Литмир - Электронная Библиотека

— Я еще не учусь, — сообщила Катя и собралась уже надерзить.

Напротив зеркала встала мама. Бабуська перестала ойкать и уставилась на мамино отражение. «Гляди, долюбуешься!» — сказал маме голос внутри. Она с жалостью посмотрела на бабусю и отошла.

— Ой! — опять начала бабуся. — Ой! — и ее прорвало: — Охальники! Бесовы слуги! — И она помчалась на выход, крутя рукой у груди. Громким смехом проводил ее папа.

— Ты что смеешься, папа? — спросила Катя.

— А то, что нечего на это серьезно смотреть.

— А на что надо серьезно смотреть? — опять спросила Катя. — Бабушка говорила, что серьезно смотреть надо на все.

— Вот я серьезно чувствую, что нам сегодня житья не дадут, — сказал папа.

И, как будто в подтверждение этого, опять зазвонил звонок.

— Открывай! — сказал папа, он был какой-то нервно-веселый, но с невеселыми глазами. — Открывай! Пускай чертей смотрят.

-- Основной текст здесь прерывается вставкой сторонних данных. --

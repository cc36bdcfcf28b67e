pub mod analysis;
pub mod redirect;
pub mod session;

На этот раз заявилась целая ватага. Привел ее Вася.

— Можно? — возбужденно спросил он Катю.

— Валяй! — крикнул папа. — Валяй, чертенята, глазей на себя!

И опять засмеялся. Мама обеспокоенно на него посмотрела. Ватага меж тем была уже у зеркала. Ох и визг же, и шум начался! Всего их было шесть человек: четыре мальчика и две девочки, все, как и Вася, ученики второго класса. И двоих из них — мальчика и девочку — зеркало показало не изуродованными, только серыми и чуть искаженными.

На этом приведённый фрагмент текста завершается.